If the author said "the previous chapter", that would mean the chapter directly before whatever is understood as the current chapter. If the current chapter is chapter 9, then the previous chapter is chapter 8.

Since the author did not say "the previous chapter", that means that the author probably does not mean chapter 8. Saying "a previous chapter" suggests that the author means any of chapters 1 through 7.

You might occasionally find that violated for this reason: While writing a book, sometimes the author writes a later chapter before writing an earlier chapter. While writing chapter 9, the author might be planning to cover a certain topic in a previous chapter, but doesn't know which chapter until actually writing the rest of the book. In that case, the author writes "a previous chapter" to avoid saying a specific chapter. So, in this circumstance, it could be chapter 8. A good copyeditor will replace "a previous chapter" with the specific chapter number, but that kind of polish isn't feasible for all books.

Still, the main lesson to learn from this is that when one article has a very specific meaning in a given context, choosing the other article often suggests excluding that very specific meaning. Similarly for other sorts of grammatical choices in English. What the specific meaning could be varies greatly from context to context, so there's no hope of making a rule for this, but it's part of the way people use articles to communicate some subtle things very concisely.

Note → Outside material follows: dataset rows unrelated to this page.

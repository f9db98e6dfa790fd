//! On-disk snapshot: a binary index image plus a JSON metadata file.
//!
//! Writes go through temp files and rename, so readers never observe a
//! torn image. Vectors are little-endian f32, matching the wire codec
//! used for embedding blobs elsewhere in the system.

use std::collections::HashMap;
use std::fs;
use std::io::{Read, Write};
use std::path::Path;

use serde::{Deserialize, Serialize};
use serde_json::{Map, Value};

use engram_core::EngramResult;

use crate::document::VectorDocument;
use crate::to_vector_err;

const MAGIC: &[u8; 4] = b"EGVX";
const FORMAT_VERSION: u8 = 1;

const INDEX_FILE: &str = "index.bin";
const METADATA_FILE: &str = "metadata.json";

/// Sidecar file carrying dimension, count, and per-id metadata.
#[derive(Debug, Serialize, Deserialize)]
struct MetadataFile {
    version: u8,
    dimension: Option<usize>,
    count: usize,
    metadata: HashMap<String, Map<String, Value>>,
}

/// A loaded snapshot.
#[derive(Debug, Default)]
pub struct Snapshot {
    pub dimension: Option<usize>,
    pub docs: Vec<VectorDocument>,
}

/// Write the snapshot atomically into `dir`.
pub fn write_snapshot(
    dir: &Path,
    dimension: Option<usize>,
    docs: &[VectorDocument],
) -> EngramResult<()> {
    fs::create_dir_all(dir).map_err(|e| to_vector_err(format!("create {}: {e}", dir.display())))?;

    // Binary image first, metadata last: a reader that sees new metadata
    // is guaranteed a matching image.
    let image_tmp = dir.join(format!("{INDEX_FILE}.tmp"));
    let mut image = Vec::with_capacity(16 + docs.len() * 64);
    image.extend_from_slice(MAGIC);
    image.push(FORMAT_VERSION);
    let dim = dimension.unwrap_or(0) as u32;
    image.extend_from_slice(&dim.to_le_bytes());
    image.extend_from_slice(&(docs.len() as u64).to_le_bytes());
    for doc in docs {
        let id_bytes = doc.id.as_bytes();
        image.extend_from_slice(&(id_bytes.len() as u32).to_le_bytes());
        image.extend_from_slice(id_bytes);
        for component in &doc.vector {
            image.extend_from_slice(&component.to_le_bytes());
        }
    }
    write_file(&image_tmp, &image)?;
    fs::rename(&image_tmp, dir.join(INDEX_FILE))
        .map_err(|e| to_vector_err(format!("rename index image: {e}")))?;

    let metadata_tmp = dir.join(format!("{METADATA_FILE}.tmp"));
    let sidecar = MetadataFile {
        version: FORMAT_VERSION,
        dimension,
        count: docs.len(),
        metadata: docs
            .iter()
            .map(|d| (d.id.clone(), d.metadata.clone()))
            .collect(),
    };
    let json = serde_json::to_vec_pretty(&sidecar)
        .map_err(|e| to_vector_err(format!("serialize metadata: {e}")))?;
    write_file(&metadata_tmp, &json)?;
    fs::rename(&metadata_tmp, dir.join(METADATA_FILE))
        .map_err(|e| to_vector_err(format!("rename metadata: {e}")))?;

    Ok(())
}

/// Read a snapshot from `dir`. Missing files yield an empty snapshot;
/// a corrupt metadata or image file is an error.
pub fn read_snapshot(dir: &Path) -> EngramResult<Snapshot> {
    let image_path = dir.join(INDEX_FILE);
    let metadata_path = dir.join(METADATA_FILE);
    if !image_path.exists() || !metadata_path.exists() {
        return Ok(Snapshot::default());
    }

    let metadata_bytes = fs::read(&metadata_path)
        .map_err(|e| to_vector_err(format!("read metadata: {e}")))?;
    let sidecar: MetadataFile = serde_json::from_slice(&metadata_bytes)
        .map_err(|e| to_vector_err(format!("corrupt metadata file: {e}")))?;

    let image = fs::read(&image_path).map_err(|e| to_vector_err(format!("read image: {e}")))?;
    let mut cursor = &image[..];

    let mut magic = [0u8; 4];
    read_exact(&mut cursor, &mut magic)?;
    if &magic != MAGIC {
        return Err(to_vector_err("corrupt index image: bad magic"));
    }
    let mut version = [0u8; 1];
    read_exact(&mut cursor, &mut version)?;
    if version[0] != FORMAT_VERSION {
        return Err(to_vector_err(format!(
            "unsupported index image version {}",
            version[0]
        )));
    }

    let mut dim_bytes = [0u8; 4];
    read_exact(&mut cursor, &mut dim_bytes)?;
    let dim = u32::from_le_bytes(dim_bytes) as usize;

    let mut count_bytes = [0u8; 8];
    read_exact(&mut cursor, &mut count_bytes)?;
    let count = u64::from_le_bytes(count_bytes) as usize;
    if count != sidecar.count {
        return Err(to_vector_err(format!(
            "image/metadata count mismatch: {count} vs {}",
            sidecar.count
        )));
    }

    let mut docs = Vec::with_capacity(count);
    let mut metadata = sidecar.metadata;
    for _ in 0..count {
        let mut len_bytes = [0u8; 4];
        read_exact(&mut cursor, &mut len_bytes)?;
        let id_len = u32::from_le_bytes(len_bytes) as usize;

        let mut id_bytes = vec![0u8; id_len];
        read_exact(&mut cursor, &mut id_bytes)?;
        let id = String::from_utf8(id_bytes)
            .map_err(|e| to_vector_err(format!("corrupt index image: bad id: {e}")))?;

        let mut vector = Vec::with_capacity(dim);
        let mut component = [0u8; 4];
        for _ in 0..dim {
            read_exact(&mut cursor, &mut component)?;
            vector.push(f32::from_le_bytes(component));
        }

        let doc_metadata = metadata.remove(&id).unwrap_or_default();
        docs.push(VectorDocument {
            id,
            vector,
            metadata: doc_metadata,
        });
    }

    Ok(Snapshot {
        dimension: sidecar.dimension,
        docs,
    })
}

fn write_file(path: &Path, bytes: &[u8]) -> EngramResult<()> {
    let mut file =
        fs::File::create(path).map_err(|e| to_vector_err(format!("create {}: {e}", path.display())))?;
    file.write_all(bytes)
        .map_err(|e| to_vector_err(format!("write {}: {e}", path.display())))?;
    file.sync_all()
        .map_err(|e| to_vector_err(format!("sync {}: {e}", path.display())))?;
    Ok(())
}

fn read_exact(cursor: &mut &[u8], buf: &mut [u8]) -> EngramResult<()> {
    Read::read_exact(cursor, buf).map_err(|_| to_vector_err("corrupt index image: truncated"))
}

#[cfg(test)]
mod tests {
    use super::*;
    use serde_json::json;

    fn doc(id: &str, vector: Vec<f32>) -> VectorDocument {
        let mut metadata = Map::new();
        metadata.insert("id".to_string(), json!(id));
        VectorDocument {
            id: id.to_string(),
            vector,
            metadata,
        }
    }

    #[test]
    fn snapshot_roundtrip() {
        let dir = tempfile::tempdir().unwrap();
        let docs = vec![doc("a", vec![1.0, 2.0]), doc("b", vec![3.0, 4.0])];
        write_snapshot(dir.path(), Some(2), &docs).unwrap();

        let snapshot = read_snapshot(dir.path()).unwrap();
        assert_eq!(snapshot.dimension, Some(2));
        assert_eq!(snapshot.docs.len(), 2);
        let a = snapshot.docs.iter().find(|d| d.id == "a").unwrap();
        assert_eq!(a.vector, vec![1.0, 2.0]);
        assert_eq!(a.metadata.get("id"), Some(&json!("a")));
    }

    #[test]
    fn missing_files_yield_empty() {
        let dir = tempfile::tempdir().unwrap();
        let snapshot = read_snapshot(dir.path()).unwrap();
        assert!(snapshot.docs.is_empty());
        assert_eq!(snapshot.dimension, None);
    }

    #[test]
    fn corrupt_metadata_is_an_error() {
        let dir = tempfile::tempdir().unwrap();
        write_snapshot(dir.path(), Some(1), &[doc("a", vec![1.0])]).unwrap();
        fs::write(dir.path().join(METADATA_FILE), b"{not json").unwrap();
        assert!(read_snapshot(dir.path()).is_err());
    }

    #[test]
    fn truncated_image_is_an_error() {
        let dir = tempfile::tempdir().unwrap();
        write_snapshot(dir.path(), Some(4), &[doc("a", vec![1.0, 2.0, 3.0, 4.0])]).unwrap();
        let image = fs::read(dir.path().join(INDEX_FILE)).unwrap();
        fs::write(dir.path().join(INDEX_FILE), &image[..image.len() - 5]).unwrap();
        assert!(read_snapshot(dir.path()).is_err());
    }
}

Here's another example of the same thing. Suppose that you work for a newspaper. You're at home and the phone rings. Your roommate answers and hands you the phone, saying "The newspaper is calling." That means the newspaper you work for. If your roommate says "A newspaper is calling," that means some other newspaper, such as a competitor who wants to hire you away.


"A" here stands instead of "some", however, it doesn't imply the exact same meaning that "some" would have.

  • We dealt with this in a previous chapter. - means that there was some chapter before the one we're doing now that had the information we dealt with.

  • We dealt with this in some previous chapter. - is likely to point to that a certain chapter before the one we are doing now wasn't of very much importance, probably, or isn't known any more; we can't surely know which one it was.